# Effect of human serum albumin on clinical outcomes in pediatric patients undergoing gastrointestinal surgery

**Authors:** Ping Li, Mi Zhou, Da-Yu Chen, Ya-Kun Liu, Feng Liu, Yong-Gen Xu, Jian Wang, Huan Gui

PMC · DOI: 10.3389/fped.2025.1590586 · Frontiers in Pediatrics · 2025-07-16

## TL;DR

This study finds that overusing 20% human serum albumin in children after gut surgery leads to longer hospital stays and more complications.

## Contribution

The study identifies HSA overuse as an independent risk factor for poor outcomes in pediatric gastrointestinal surgery patients.

## Key findings

- HSA overuse was linked to prolonged postoperative hospital stay.
- HSA overuse increased the risk of postoperative complications.
- No clinical benefit was observed from HSA administration in this pediatric cohort.

## Abstract

This study aims to evaluate the effectiveness of administering 20% human serum albumin (HSA) on short-term clinical outcomes in pediatric patients undergoing enteric anastomosis, with a specific focus on postoperative hospital stay (PHS), postoperative fasting duration (PFD), and the incidence of postoperative complications (PCs).
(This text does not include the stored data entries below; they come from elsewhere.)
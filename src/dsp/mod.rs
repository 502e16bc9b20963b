//! Filter synthesis and analytic frequency response
//!
//! Data flows one way: descriptors -> coefficients -> response curves.

pub mod biquad;
pub mod complex;
pub mod eq;
pub mod filter;
pub mod presets;
pub mod response;
pub mod target;

pub use biquad::{synthesize, SecondOrderSection};
pub use eq::{apply_eq, apply_eq_to_measurement, eq_response_db};
pub use filter::{FilterDescriptor, FilterType, GenericFilter, ParametricFilter};
pub use presets::{map_preset, DevicePreset, HfcPosition, PresetKind, PresetSetting};
pub use response::{evaluate_complex, evaluate_magnitude_db, evaluate_phase_deg};
pub use target::{CustomTarget, TargetCurve};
This was a single-center, retrospective cohort study. Patients aged between 1 month and 18 years who underwent simple intestinal anastomosis were included. Comprehensive data, including patient demographics, prescribed medications, laboratory test results, and surgical records, were meticulously extracted from electronic patient dossiers. The primary endpoint was PHS. The second endpoint included PFD and PCs. Since this was a retrospective cohort study, we used propensity score matching (PSM) to balance different variables. The efficacy of 20% HSA on clinical outcomes was assessed by univariate and multivariate logistic regression analyses.

Among a cohort of 242 patients, 67 (27.69%) were administered 20% HSA for over 2 days during the early postoperative stage. A dose-related pattern of HSA efficacy on clinical outcomes was observed in the PSM cohort. After adjustment, HSA overuse was identified as an independent risk factor for prolonged PHS and a higher complication incidence, with odds ratios of 6.56 [95% confidence interval (CI): 2.12–20.32] and 5.14 (95% CI: 1.21–21.83), respectively.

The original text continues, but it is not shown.